To survive a Rule 12(b)(6) motion to dismiss, a complaint must state “a plausible
claim for relief.” Iqbal, 556 U.S. at 679. “The plausibility standard is not akin to a
‘probability requirement,’ but it asks for more than a sheer possibility that a defendant
has acted unlawfully. Where a complaint pleads facts that are ‘merely consistent with’ a
defendant’s liability, it ‘stops short of the line between possibility and plausibility of
entitlement to relief.’” Id. (quoting Twombly, 550 U.S. at 557). Stated differently, “where
the well-pleaded facts do not permit the court to infer more than the mere possibility of
misconduct, the complaint has alleged—but it has not ‘show[n]’—‘that the pleader is
entitled to relief.’” Id. (quoting Fed.

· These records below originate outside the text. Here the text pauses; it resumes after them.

//! Persistent store abstraction for cached rows and cache metadata.
//!
//! Every mutating operation is atomic: readers see either all of it or none of
//! it. After each committed mutation the store bumps its change version so
//! live observers re-run their queries.

mod memory;

pub use memory::MemoryStore;

use async_trait::async_trait;
use serde::Serialize;
use time::OffsetDateTime;
use tokio::sync::watch;

use crate::cache::error::StoreError;
use crate::cache::keys::CacheKey;
use crate::cache::metadata::CacheMetadata;
use crate::domain::entities::{Category, Comment, FetchedBatch, Post, User};
use crate::domain::types::{CommentId, PostId};

/// Rows answering one cache key.
#[derive(Debug, Clone, PartialEq, Serialize)]
#[serde(tag = "kind", rename_all = "snake_case")]
pub enum CachedPayload {
    /// Newest first.
    Posts { posts: Vec<Post> },
    /// Ordered by name.
    Categories { categories: Vec<Category> },
    /// Comments oldest first.
    PostDetail {
        post: Option<Post>,
        comments: Vec<Comment>,
        author: Option<User>,
    },
}

impl CachedPayload {
    /// True when there is nothing a screen could show.
    pub fn is_empty(&self) -> bool {
        match self {
            CachedPayload::Posts { posts } => posts.is_empty(),
            CachedPayload::Categories { categories } => categories.is_empty(),
            CachedPayload::PostDetail { post, .. } => post.is_none(),
        }
    }

    pub fn row_count(&self) -> usize {
        match self {
            CachedPayload::Posts { posts } => posts.len(),
            CachedPayload::Categories { categories } => categories.len(),
            CachedPayload::PostDetail {
                post,
                comments,
                author,
            } => usize::from(post.is_some()) + comments.len() + usize::from(author.is_some()),
        }
    }
}

/// Metadata and rows for one key, read from the same snapshot.
#[derive(Debug, Clone, PartialEq)]
pub struct CachedView {
    pub metadata: Option<CacheMetadata>,
    pub payload: CachedPayload,
}

#[derive(Debug, Clone, Copy, PartialEq, Eq, Hash)]
pub enum Table {
    Posts,
    Categories,
    Comments,
    Users,
    Metadata,
}

impl Table {
    pub fn as_str(self) -> &'static str {
        match self {
            Table::Posts => "posts",
            Table::Categories => "categories",
            Table::Comments => "comments",
            Table::Users => "users",
            Table::Metadata => "cache_metadata",
        }
    }
}

/// Row counts per table, taken from one snapshot.
#[derive(Debug, Clone, Copy, Default, PartialEq, Eq, Serialize)]
pub struct StoreCounts {
    pub posts: u64,
    pub categories: u64,
    pub comments: u64,
    pub users: u64,
    pub metadata: u64,
}

impl StoreCounts {
    pub fn get(&self, table: Table) -> u64 {
        match table {
            Table::Posts => self.posts,
            Table::Categories => self.categories,
            Table::Comments => self.comments,
            Table::Users => self.users,
            Table::Metadata => self.metadata,
        }
    }

    pub fn is_empty(&self) -> bool {
        self.posts + self.categories + self.comments + self.users + self.metadata == 0
    }
}

/// Rows removed by an eviction pass or an explicit delete.
#[derive(Debug, Clone, Copy, Default, PartialEq, Eq, Serialize)]
pub struct EvictionReport {
    pub posts: u64,
    pub categories: u64,
    pub comments: u64,
    pub users: u64,
    pub metadata: u64,
}

impl EvictionReport {
    pub fn total(&self) -> u64 {
        self.posts + self.categories + self.comments + self.users + self.metadata
    }

    pub fn is_empty(&self) -> bool {
        self.total() == 0
    }

    pub fn merge(&mut self, other: EvictionReport) {
        self.posts += other.posts;
        self.categories += other.categories;
        self.comments += other.comments;
        self.users += other.users;
        self.metadata += other.metadata;
    }

    pub(crate) fn per_table(&self) -> [(Table, u64); 5] {
        [
            (Table::Posts, self.posts),
            (Table::Categories, self.categories),
            (Table::Comments, self.comments),
            (Table::Users, self.users),
            (Table::Metadata, self.metadata),
        ]
    }
}

/// Partial update applied to a single post without touching `last_sync_time`.
#[derive(Debug, Clone, PartialEq, Eq)]
pub enum PostPatch {
    CommentCount(i64),
    /// Bump the cached count by one, relative to the stored value.
    IncrementComments,
    Like { liked: bool, like_count: i64 },
    Image(Option<String>),
}

impl PostPatch {
    pub(crate) fn apply(&self, post: &mut Post) {
        match self {
            PostPatch::CommentCount(count) => post.comment_count = *count,
            PostPatch::IncrementComments => post.comment_count += 1,
            PostPatch::Like { liked, like_count } => {
                post.liked_by_me = *liked;
                post.like_count = *like_count;
            }
            PostPatch::Image(url) => post.image_url = url.clone(),
        }
    }
}

/// Relational store for cached rows and per-key metadata.
#[async_trait]
pub trait CacheStore: Send + Sync {
    /// Read metadata and rows for `key` from one consistent snapshot.
    async fn load(&self, key: &CacheKey) -> Result<CachedView, StoreError>;

    async fn metadata(&self, key: &CacheKey) -> Result<Option<CacheMetadata>, StoreError>;

    async fn all_metadata(&self) -> Result<Vec<CacheMetadata>, StoreError>;

    async fn put_metadata(&self, metadata: &CacheMetadata) -> Result<(), StoreError>;

    /// Best-effort diagnostic flag; a missing row is left missing.
    async fn set_refreshing(&self, key: &CacheKey, refreshing: bool) -> Result<(), StoreError>;

    /// Clear every persisted `is_refreshing` flag, returning how many were set.
    async fn reset_refreshing_flags(&self) -> Result<u64, StoreError>;

    /// Apply `batch` and write `metadata` in a single transaction.
    ///
    /// Posts listed in `batch.removed_posts` are deleted as by
    /// [`delete_posts`](Self::delete_posts) before the rows are upserted.
    async fn commit_refresh(
        &self,
        batch: &FetchedBatch,
        metadata: &CacheMetadata,
    ) -> Result<(), StoreError>;

    /// Upsert by primary id without touching metadata.
    async fn upsert(&self, batch: &FetchedBatch) -> Result<(), StoreError>;

    /// Store `comment` and, when its id was not cached yet, bump its post's
    /// comment count, atomically. Returns true for a new comment.
    async fn add_comment(&self, comment: &Comment) -> Result<bool, StoreError>;

    async fn post(&self, id: PostId) -> Result<Option<Post>, StoreError>;

    /// Apply `patch` to one post. Returns false when the post is not cached.
    async fn patch_post(&self, id: PostId, patch: &PostPatch) -> Result<bool, StoreError>;

    /// Delete posts and, by cascade, their comments.
    ///
    /// Metadata for each post's detail key is deleted too, and the author and
    /// category lists the posts belonged to are expired.
    async fn delete_posts(&self, ids: &[PostId]) -> Result<EvictionReport, StoreError>;

    async fn delete_comments(&self, ids: &[CommentId]) -> Result<EvictionReport, StoreError>;

    /// Expire `key` in place, keeping `last_refresh` and `is_refreshing`.
    /// Returns false when the key has no metadata.
    async fn invalidate(&self, key: &CacheKey) -> Result<bool, StoreError>;

    async fn delete_metadata(&self, key: &CacheKey) -> Result<bool, StoreError>;

    async fn counts(&self) -> Result<StoreCounts, StoreError>;

    async fn count_comments_for(&self, post: PostId) -> Result<u64, StoreError>;

    /// Delete entity rows synced before `cutoff` and metadata refreshed before it.
    ///
    /// Keys whose rows were removed while their metadata survives are expired.
    async fn evict_synced_before(
        &self,
        cutoff: OffsetDateTime,
    ) -> Result<EvictionReport, StoreError>;

    /// Keep only the most recently synced posts and comments per post.
    ///
    /// Dependent metadata is handled as in [`delete_posts`](Self::delete_posts);
    /// a post that loses comments has its detail key expired.
    async fn evict_over_capacity(
        &self,
        max_posts: usize,
        max_comments_per_post: usize,
    ) -> Result<EvictionReport, StoreError>;

    /// Empty every table and record `cleared_at`.
    async fn clear_all(&self, cleared_at: OffsetDateTime) -> Result<EvictionReport, StoreError>;

    async fn last_clear_time(&self) -> Result<Option<OffsetDateTime>, StoreError>;

    /// Receiver whose value changes after every committed mutation.
    fn changes(&self) -> watch::Receiver<u64>;
}

/// Shared change-version counter used by store implementations.
#[derive(Debug)]
pub(crate) struct ChangeNotifier {
    tx: watch::Sender<u64>,
}

impl ChangeNotifier {
    pub(crate) fn new() -> Self {
        let (tx, _rx) = watch::channel(0);
        Self { tx }
    }

    pub(crate) fn notify(&self) {
        self.tx.send_modify(|version| *version = version.wrapping_add(1));
    }

    pub(crate) fn subscribe(&self) -> watch::Receiver<u64> {
        self.tx.subscribe()
    }
}

/// Ids of the rows beyond `limit` when ordered newest-synced first.
///
/// Ties on `last_sync_time` keep the higher id.
pub(crate) fn overflow_ids<I: Ord + Copy>(
    mut rows: Vec<(OffsetDateTime, I)>,
    limit: usize,
) -> Vec<I> {
    if rows.len() <= limit {
        return Vec::new();
    }
    rows.sort_by(|a, b| b.cmp(a));
    rows.split_off(limit).into_iter().map(|(_, id)| id).collect()
}

#[cfg(test)]
mod tests {
    use time::macros::datetime;

    use super::*;

    #[test]
    fn overflow_keeps_newest() {
        let rows = vec![
            (datetime!(2024-01-01 00:00 UTC), 1),
            (datetime!(2024-01-03 00:00 UTC), 2),
            (datetime!(2024-01-02 00:00 UTC), 3),
        ];
        assert_eq!(overflow_ids(rows, 2), vec![1]);
    }

    #[test]
    fn overflow_breaks_ties_by_id() {
        let same = datetime!(2024-01-01 00:00 UTC);
        let rows = vec![(same, 5), (same, 9), (same, 1)];
        let mut evicted = overflow_ids(rows, 1);
        evicted.sort();
        assert_eq!(evicted, vec![1, 5]);
    }

    #[test]
    fn overflow_within_limit_is_empty() {
        let rows = vec![(datetime!(2024-01-01 00:00 UTC), 1)];
        assert!(overflow_ids(rows, 10).is_empty());
    }

    #[test]
    fn eviction_report_merges() {
        let mut report = EvictionReport {
            posts: 1,
            ..Default::default()
        };
        report.merge(EvictionReport {
            comments: 3,
            metadata: 1,
            ..Default::default()
        });
        assert_eq!(report.total(), 5);
        assert!(!report.is_empty());
    }
}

R. Civ. P. 8(a)). Still, Rule 12(b)(6) “does not
countenance . . . dismissals based on a judge’s disbelief of a complaint’s factual
allegations.” Colon Health Centers of Am., LLC v. Hazel, 733 F.3d 535, 545 (4th Cir.
2013) (quoting Neitzke v. Williams, 490 U.S. 319, 327 (1989)). “A plausible but
inconclusive inference from pleaded facts will survive a motion to dismiss . . . .”
Sepulveda-Villarini v. Dep’t of Educ. of Puerto Rico, 628 F.3d 25, 30 (1st Cir. 2010)
(Souter, J.).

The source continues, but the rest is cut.